Problem to solve: From the data below, retype exactly the lines starting with the one that contains "event.mode = record.mode;" and ending with the one that contains "if store.slug_taken(&record.slug, None)", both included.
────
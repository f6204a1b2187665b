//! Response bodies for the JSON API.

use serde::{Deserialize, Serialize};

use crate::models::{Booking, Event};

#[derive(Debug, Clone, Serialize, Deserialize)]
pub struct EventListResponse {
    pub message: String,
    pub events: Vec<Event>,
}

#[derive(Debug, Clone, Serialize, Deserialize)]
pub struct EventResponse {
    pub message: String,
    pub event: Event,
}

#[derive(Debug, Clone, Serialize, Deserialize)]
pub struct BookingResponse {
    pub message: String,
    pub booking: Booking,
}

/// Health check response.
#[derive(Debug, Clone, Serialize, Deserialize)]
pub struct HealthResponse {
    pub status: String,
    pub version: String,
    /// Connection state of the shared database handle.
    pub database: String,
}
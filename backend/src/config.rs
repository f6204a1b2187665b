//! Server configuration read from the environment.
//!
//! Repository selection is handled separately by
//! [`crate::db::RepositoryType::from_env`].

use std::env;
use std::net::SocketAddr;
use std::path::PathBuf;
use std::str::FromStr;

use crate::storage::ImageStoreKind;

pub const DEFAULT_MAX_UPLOAD_BYTES: usize = 10 * 1024 * 1024;

#[derive(Debug, Clone)]
pub struct AppConfig {
    pub host: String,
    pub port: u16,
    pub image_store: ImageStoreKind,
    /// Root directory for the local image store; served under `/uploads`.
    pub upload_dir: PathBuf,
    pub image_folder: String,
    /// Prefix for URLs returned by the local image store. Empty yields
    /// root-relative URLs.
    pub public_base_url: String,
    pub max_upload_bytes: usize,
}

impl Default for AppConfig {
    fn default() -> Self {
        Self {
            host: "0.0.0.0".to_string(),
            port: 8080,
            image_store: ImageStoreKind::Local,
            upload_dir: PathBuf::from("uploads"),
            image_folder: "DevEvent".to_string(),
            public_base_url: String::new(),
            max_upload_bytes: DEFAULT_MAX_UPLOAD_BYTES,
        }
    }
}

fn parse_var<T: FromStr>(name: &str) -> Result<Option<T>, String> {
    match env::var(name) {
        Ok(raw) if !raw.trim().is_empty() => raw
            .trim()
            .parse()
            .map(Some)
            .map_err(|_| format!("Invalid value for {}: {}", name, raw)),
        _ => Ok(None),
    }
}

impl AppConfig {
    /// Read `HOST`, `PORT`, `IMAGE_STORE`, `UPLOAD_DIR`, `IMAGE_FOLDER`,
    /// `PUBLIC_BASE_URL` and `MAX_UPLOAD_BYTES`, falling back to defaults
    /// for unset variables.
    pub fn from_env() -> Result<Self, String> {
        let defaults = Self::default();
        let image_store = match env::var("IMAGE_STORE") {
            Ok(raw) if !raw.trim().is_empty() => raw.parse()?,
            _ => defaults.image_store,
        };

        Ok(Self {
            host: parse_var("HOST")?.unwrap_or(defaults.host),
            port: parse_var("PORT")?.unwrap_or(defaults.port),
            image_store,
            upload_dir: parse_var("UPLOAD_DIR")?.unwrap_or(defaults.upload_dir),
            image_folder: parse_var("IMAGE_FOLDER")?.unwrap_or(defaults.image_folder),
            public_base_url: parse_var("PUBLIC_BASE_URL")?.unwrap_or(defaults.public_base_url),
            max_upload_bytes: parse_var("MAX_UPLOAD_BYTES")?.unwrap_or(defaults.max_upload_bytes),
        })
    }

    pub fn socket_addr(&self) -> Result<SocketAddr, String> {
        format!("{}:{}", self.host, self.port)
            .parse()
            .map_err(|e| format!("Invalid bind address {}:{}: {}", self.host, self.port, e))
    }
}
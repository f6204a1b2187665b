//! HTTP server: JSON API, HTML pages and uploaded files.
//!
//! ```text
//! ┌──────────────────────────────────────────────────────────┐
//! │  HTTP Layer (axum handlers + pages)                       │
//! │  - multipart / JSON parsing, slug checks                  │
//! │  - CORS, compression, tracing, error bodies               │
//! └───────────────────┬──────────────────────────────────────┘
//!                     │
//! ┌───────────────────▼──────────────────────────────────────┐
//! │  Service Layer (db::services)                             │
//! └───────────────────┬──────────────────────────────────────┘
//!                     │
//! ┌───────────────────▼──────────────────────────────────────┐
//! │  DatabaseConnection → LocalRepository / Postgres          │
//! └──────────────────────────────────────────────────────────┘
//! ```

pub mod dto;
pub mod error;
pub mod handlers;
pub mod pages;
pub mod router;
pub mod state;

pub use router::create_router;
pub use state::AppState;
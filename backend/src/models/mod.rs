//! Domain records stored by the repositories and returned by the API.

pub mod booking;
pub mod event;
pub mod macros;

pub use booking::*;
pub use event::*;
//! # DevEvent backend
//!
//! Event listing service: create events with an uploaded image, list them,
//! look them up by slug, find similar events by shared tags and book a spot
//! by email.
//!
//! ## Architecture
//!
//! - [`models`]: events, bookings and their write records
//! - [`services`]: slug derivation, field validation and normalization
//! - [`db`]: repository traits, local and Postgres backends, the shared
//!   connection and the high-level operations in [`db::services`]
//! - [`storage`]: image upload backends
//! - [`config`]: server settings from the environment
//! - [`http`]: axum JSON API and HTML pages

// RepositoryError carries structured context.
#![allow(clippy::result_large_err)]

pub mod config;
pub mod db;
pub mod models;
pub mod services;
pub mod storage;

#[cfg(feature = "http-server")]
pub mod http;
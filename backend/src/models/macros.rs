/// Defines a storage identity newtype around `i64`.
///
/// The generated type serializes as a bare number and converts to and from
/// the raw column value.
///
/// Usage:
///   define_id_type!(EventId);
#[macro_export]
macro_rules! define_id_type {
    ($name:ident) => {
        #[derive(
            Debug,
            Copy,
            Clone,
            PartialEq,
            Eq,
            PartialOrd,
            Ord,
            Hash,
            serde::Serialize,
            serde::Deserialize,
        )]
        #[serde(transparent)]
        pub struct $name(pub i64);

        impl ::std::fmt::Display for $name {
            fn fmt(&self, f: &mut ::std::fmt::Formatter<'_>) -> ::std::fmt::Result {
                ::std::write!(f, "{}", self.0)
            }
        }

        impl ::std::convert::From<i64> for $name {
            fn from(v: i64) -> Self {
                $name(v)
            }
        }

        impl ::std::convert::From<$name> for i64 {
            fn from(v: $name) -> Self {
                v.0
            }
        }

        impl $name {
            pub fn new(value: i64) -> Self {
                $name(value)
            }

            pub fn value(&self) -> i64 {
                self.0
            }
        }
    };
}
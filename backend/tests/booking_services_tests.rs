//! Integration tests for booking creation and updates.

use devevent::db::repositories::LocalRepository;
use devevent::db::repository::RepositoryError;
use devevent::db::services;
use devevent::models::{BookingUpdate, EventId, NewBooking, NewEvent};

async fn seed_event(repo: &LocalRepository, title: &str) -> EventId {
    let input = NewEvent {
        title: title.to_string(),
        description: "desc".to_string(),
        overview: "overview".to_string(),
        image: "https://img.example.com/x.png".to_string(),
        venue: "venue".to_string(),
        location: "Remote".to_string(),
        date: "2024-09-01".to_string(),
        time: "18:00".to_string(),
        mode: "online".to_string(),
        audience: "Everyone".to_string(),
        agenda: vec!["Talk".to_string()],
        organizer: "Org".to_string(),
        tags: vec!["web".to_string()],
    };
    services::create_event(repo, input).await.unwrap().id
}

fn booking(event_id: EventId, email: &str) -> NewBooking {
    NewBooking {
        event_id,
        email: email.to_string(),
    }
}

#[tokio::test]
async fn test_email_is_trimmed_and_lowercased() {
    let repo = LocalRepository::new();
    let event_id = seed_event(&repo, "Web Day").await;

    let created = services::create_booking(&repo, booking(event_id, "  Ada@Example.COM "))
        .await
        .unwrap();
    assert_eq!(created.email, "ada@example.com");
    assert_eq!(created.event_id, event_id);
}

#[tokio::test]
async fn test_malformed_email_is_rejected() {
    let repo = LocalRepository::new();
    let event_id = seed_event(&repo, "Web Day").await;

    for email in ["", "ada", "ada@example", "a da@example.com", "@example.com"] {
        let err = services::create_booking(&repo, booking(event_id, email))
            .await
            .unwrap_err();
        assert_eq!(err.field(), Some("email"), "email {:?}", email);
    }
    assert_eq!(repo.booking_count(), 0);
}

#[tokio::test]
async fn test_unknown_event_is_reference_error_without_write() {
    let repo = LocalRepository::new();

    let err = services::create_booking(&repo, booking(EventId::new(404), "ada@example.com"))
        .await
        .unwrap_err();

    assert!(matches!(err, RepositoryError::ReferenceError { .. }));
    assert!(err.is_client_error());
    assert_eq!(err.to_string(), "Event does not exist");
    assert_eq!(repo.booking_count(), 0);
}

#[tokio::test]
async fn test_email_checked_before_event_reference() {
    let repo = LocalRepository::new();
    let err = services::create_booking(&repo, booking(EventId::new(404), "not-an-email"))
        .await
        .unwrap_err();
    assert!(matches!(err, RepositoryError::ValidationError { .. }));
}

#[tokio::test]
async fn test_count_bookings_for_event() {
    let repo = LocalRepository::new();
    let a = seed_event(&repo, "Event A").await;
    let b = seed_event(&repo, "Event B").await;

    for email in ["one@example.com", "two@example.com"] {
        services::create_booking(&repo, booking(a, email)).await.unwrap();
    }
    services::create_booking(&repo, booking(b, "three@example.com"))
        .await
        .unwrap();

    assert_eq!(services::count_bookings_for_event(&repo, a).await.unwrap(), 2);
    assert_eq!(services::count_bookings_for_event(&repo, b).await.unwrap(), 1);
    assert_eq!(
        services::count_bookings_for_event(&repo, EventId::new(999)).await.unwrap(),
        0
    );
}

#[tokio::test]
async fn test_update_booking_moves_to_existing_event() {
    let repo = LocalRepository::new();
    let a = seed_event(&repo, "Event A").await;
    let b = seed_event(&repo, "Event B").await;
    let created = services::create_booking(&repo, booking(a, "ada@example.com"))
        .await
        .unwrap();

    let moved = services::update_booking(
        &repo,
        created.id,
        BookingUpdate {
            event_id: Some(b),
            email: Some("ADA@example.com".to_string()),
        },
    )
    .await
    .unwrap();

    assert_eq!(moved.event_id, b);
    assert_eq!(moved.email, "ada@example.com");
}

#[tokio::test]
async fn test_update_booking_to_missing_event_fails() {
    let repo = LocalRepository::new();
    let a = seed_event(&repo, "Event A").await;
    let created = services::create_booking(&repo, booking(a, "ada@example.com"))
        .await
        .unwrap();

    let err = services::update_booking(
        &repo,
        created.id,
        BookingUpdate {
            event_id: Some(EventId::new(77)),
            email: None,
        },
    )
    .await
    .unwrap_err();
    assert!(matches!(err, RepositoryError::ReferenceError { .. }));

    let unchanged = services::update_booking(&repo, created.id, BookingUpdate::default())
        .await
        .unwrap();
    assert_eq!(unchanged.event_id, a);
}
//! In-memory repository used for tests and local development.
//!
//! All state lives behind a single [`RwLock`], so every write observes the
//! slug index as of the moment it commits.

use async_trait::async_trait;
use chrono::Utc;
use parking_lot::RwLock;
use std::collections::BTreeMap;
use std::sync::atomic::{AtomicU64, Ordering};

use crate::db::repository::{
    BookingRepository, ErrorContext, EventRepository, RepositoryError, RepositoryResult,
};
use crate::models::{
    Booking, BookingId, BookingRecord, Event, EventId, EventRecord, EventSummary,
};

#[derive(Debug, Default)]
struct LocalStore {
    events: BTreeMap<EventId, Event>,
    bookings: BTreeMap<BookingId, Booking>,
    next_event_id: i64,
    next_booking_id: i64,
}

impl LocalStore {
    fn slug_taken(&self, slug: &str, exclude: Option<EventId>) -> bool {
        self.events
            .values()
            .any(|e| e.slug == slug && Some(e.id) != exclude)
    }
}

/// Process-local repository backed by ordered maps.
#[derive(Debug, Default)]
pub struct LocalRepository {
    store: RwLock<LocalStore>,
    total_queries: AtomicU64,
}

impl LocalRepository {
    pub fn new() -> Self {
        Self::default()
    }

    /// Number of storage operations served so far.
    pub fn query_count(&self) -> u64 {
        self.total_queries.load(Ordering::Relaxed)
    }

    pub fn event_count(&self) -> usize {
        self.store.read().events.len()
    }

    pub fn booking_count(&self) -> usize {
        self.store.read().bookings.len()
    }

    fn record_query(&self) {
        self.total_queries.fetch_add(1, Ordering::Relaxed);
    }
}

fn duplicate_slug(operation: &str, slug: &str) -> RepositoryError {
    RepositoryError::query_with_context(
        format!("duplicate key value violates unique constraint on slug '{}'", slug),
        ErrorContext::new(operation)
            .with_entity("event")
            .with_details("unique_violation constraint=events_slug_key"),
    )
}

fn apply_record(event: &mut Event, record: EventRecord) {
    event.title = record.title;
    event.slug = record.slug;
    event.description = record.description;
    event.overview = record.overview;
    event.image = record.image;
    event.venue = record.venue;
    event.location = record.location;
    event.date = record.date;
    event.time = record.time;
    event.mode = record.mode;
    event.audience = record.audience;
    event.agenda = record.agenda;
    event.organizer = record.organizer;
    event.tags = record.tags;
}

#[async_trait]
impl EventRepository for LocalRepository {
    async fn health_check(&self) -> RepositoryResult<bool> {
        Ok(true)
    }

    async fn insert_event(&self, record: EventRecord) -> RepositoryResult<Event> {
        self.record_query();
        let mut store = self.store.write();
        if store.slug_taken(&record.slug, None) {
            return Err(duplicate_slug("insert_event", &record.slug));
        }

        store.next_event_id += 1;
        let now = Utc::now();
        let mut event = Event {
            id: EventId::new(store.next_event_id),
            title: String::new(),
            slug: String::new(),
            description: String::new(),
            overview: String::new(),
            image: String::new(),
            venue: String::new(),
            location: String::new(),
            date: String::new(),
            time: String::new(),
            mode: String::new(),
            audience: String::new(),
            agenda: Vec::new(),
            organizer: String::new(),
            tags: Vec::new(),
            created_at: now,
            updated_at: now,
        };
        apply_record(&mut event, record);
        store.events.insert(event.id, event.clone());
        Ok(event)
    }

    async fn update_event(&self, id: EventId, record: EventRecord) -> RepositoryResult<Event> {
        self.record_query();
        let mut store = self.store.write();
        if store.slug_taken(&record.slug, Some(id)) {
            return Err(duplicate_slug("update_event", &record.slug));
        }

        let event = store.events.get_mut(&id).ok_or_else(|| {
            RepositoryError::not_found_with_context(
                format!("Event {} not found", id),
                ErrorContext::new("update_event")
                    .with_entity("event")
                    .with_entity_id(id),
            )
        })?;
        apply_record(event, record);
        event.updated_at = Utc::now();
        Ok(event.clone())
    }

    async fn get_event(&self, id: EventId) -> RepositoryResult<Option<Event>> {
        self.record_query();
        Ok(self.store.read().events.get(&id).cloned())
    }

    async fn find_event_by_slug(&self, slug: &str) -> RepositoryResult<Option<Event>> {
        self.record_query();
        Ok(self
            .store
            .read()
            .events
            .values()
            .find(|e| e.slug == slug)
            .cloned())
    }

    async fn slug_exists(&self, slug: &str, exclude: Option<EventId>) -> RepositoryResult<bool> {
        self.record_query();
        Ok(self.store.read().slug_taken(slug, exclude))
    }

    async fn list_events(&self) -> RepositoryResult<Vec<Event>> {
        self.record_query();
        let mut events: Vec<Event> = self.store.read().events.values().cloned().collect();
        events.sort_by(|a, b| b.created_at.cmp(&a.created_at).then(b.id.cmp(&a.id)));
        Ok(events)
    }

    async fn find_events_sharing_tags(
        &self,
        tags: &[String],
        exclude: EventId,
    ) -> RepositoryResult<Vec<EventSummary>> {
        self.record_query();
        Ok(self
            .store
            .read()
            .events
            .values()
            .filter(|e| e.id != exclude)
            .filter(|e| !e.image.is_empty() && !e.slug.is_empty())
            .filter(|e| e.shares_tag_with(tags))
            .map(Event::summary)
            .collect())
    }
}

#[async_trait]
impl BookingRepository for LocalRepository {
    async fn insert_booking(&self, record: BookingRecord) -> RepositoryResult<Booking> {
        self.record_query();
        let mut store = self.store.write();
        store.next_booking_id += 1;
        let now = Utc::now();
        let booking = Booking {
            id: BookingId::new(store.next_booking_id),
            event_id: record.event_id,
            email: record.email,
            created_at: now,
            updated_at: now,
        };
        store.bookings.insert(booking.id, booking.clone());
        Ok(booking)
    }

    async fn update_booking(
        &self,
        id: BookingId,
        record: BookingRecord,
    ) -> RepositoryResult<Booking> {
        self.record_query();
        let mut store = self.store.write();
        let booking = store.bookings.get_mut(&id).ok_or_else(|| {
            RepositoryError::not_found_with_context(
                format!("Booking {} not found", id),
                ErrorContext::new("update_booking")
                    .with_entity("booking")
                    .with_entity_id(id),
            )
        })?;
        booking.event_id = record.event_id;
        booking.email = record.email;
        booking.updated_at = Utc::now();
        Ok(booking.clone())
    }

    async fn get_booking(&self, id: BookingId) -> RepositoryResult<Option<Booking>> {
        self.record_query();
        Ok(self.store.read().bookings.get(&id).cloned())
    }

    async fn count_bookings_for_event(&self, event_id: EventId) -> RepositoryResult<u64> {
        self.record_query();
        Ok(self
            .store
            .read()
            .bookings
            .values()
            .filter(|b| b.event_id == event_id)
            .count() as u64)
    }
}
use chrono::{DateTime, Utc};
use diesel::prelude::*;

use super::schema::{bookings, events};
use crate::models::{
    Booking, BookingId, BookingRecord, Event, EventId, EventRecord, EventSummary,
};

#[derive(Debug, Clone, Queryable, Selectable)]
#[diesel(table_name = events)]
#[diesel(check_for_backend(diesel::pg::Pg))]
pub struct EventRow {
    pub event_id: i64,
    pub title: String,
    pub slug: String,
    pub description: String,
    pub overview: String,
    pub image: String,
    pub venue: String,
    pub location: String,
    pub date: String,
    pub time: String,
    pub mode: String,
    pub audience: String,
    pub agenda: Vec<String>,
    pub organizer: String,
    pub tags: Vec<String>,
    pub created_at: DateTime<Utc>,
    pub updated_at: DateTime<Utc>,
}

impl From<EventRow> for Event {
    fn from(row: EventRow) -> Self {
        Event {
            id: EventId::new(row.event_id),
            title: row.title,
            slug: row.slug,
            description: row.description,
            overview: row.overview,
            image: row.image,
            venue: row.venue,
            location: row.location,
            date: row.date,
            time: row.time,
            mode: row.mode,
            audience: row.audience,
            agenda: row.agenda,
            organizer: row.organizer,
            tags: row.tags,
            created_at: row.created_at,
            updated_at: row.updated_at,
        }
    }
}

#[derive(Debug, Clone, Queryable, Selectable)]
#[diesel(table_name = events)]
#[diesel(check_for_backend(diesel::pg::Pg))]
pub struct EventSummaryRow {
    pub title: String,
    pub image: String,
    pub slug: String,
    pub location: String,
    pub date: String,
    pub time: String,
}

impl From<EventSummaryRow> for EventSummary {
    fn from(row: EventSummaryRow) -> Self {
        EventSummary {
            title: row.title,
            image: row.image,
            slug: row.slug,
            location: row.location,
            date: row.date,
            time: row.time,
        }
    }
}

/// Column values written by both inserts and updates.
#[derive(Debug, Clone, Insertable, AsChangeset)]
#[diesel(table_name = events)]
pub struct EventChangeset {
    pub title: String,
    pub slug: String,
    pub description: String,
    pub overview: String,
    pub image: String,
    pub venue: String,
    pub location: String,
    pub date: String,
    pub time: String,
    pub mode: String,
    pub audience: String,
    pub agenda: Vec<String>,
    pub organizer: String,
    pub tags: Vec<String>,
}

impl From<EventRecord> for EventChangeset {
    fn from(record: EventRecord) -> Self {
        EventChangeset {
            title: record.title,
            slug: record.slug,
            description: record.description,
            overview: record.overview,
            image: record.image,
            venue: record.venue,
            location: record.location,
            date: record.date,
            time: record.time,
            mode: record.mode,
            audience: record.audience,
            agenda: record.agenda,
            organizer: record.organizer,
            tags: record.tags,
        }
    }
}

#[derive(Debug, Clone, Queryable, Selectable)]
#[diesel(table_name = bookings)]
#[diesel(check_for_backend(diesel::pg::Pg))]
pub struct BookingRow {
    pub booking_id: i64,
    pub event_id: i64,
    pub email: String,
    pub created_at: DateTime<Utc>,
    pub updated_at: DateTime<Utc>,
}

impl From<BookingRow> for Booking {
    fn from(row: BookingRow) -> Self {
        Booking {
            id: BookingId::new(row.booking_id),
            event_id: EventId::new(row.event_id),
            email: row.email,
            created_at: row.created_at,
            updated_at: row.updated_at,
        }
    }
}

#[derive(Debug, Clone, Insertable, AsChangeset)]
#[diesel(table_name = bookings)]
pub struct BookingChangeset {
    pub event_id: i64,
    pub email: String,
}

impl From<BookingRecord> for BookingChangeset {
    fn from(record: BookingRecord) -> Self {
        BookingChangeset {
            event_id: record.event_id.value(),
            email: record.email,
        }
    }
}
────
Answer area:
    event.mode = record.mode;
    event.audience = record.audience;
    event.agenda = record.agenda;
    event.organizer = record.organizer;
    event.tags = record.tags;
}

#[async_trait]
impl EventRepository for LocalRepository {
    async fn health_check(&self) -> RepositoryResult<bool> {
        Ok(true)
    }

    async fn insert_event(&self, record: EventRecord) -> RepositoryResult<Event> {
        self.record_query();
        let mut store = self.store.write();
        if store.slug_taken(&record.slug, None) {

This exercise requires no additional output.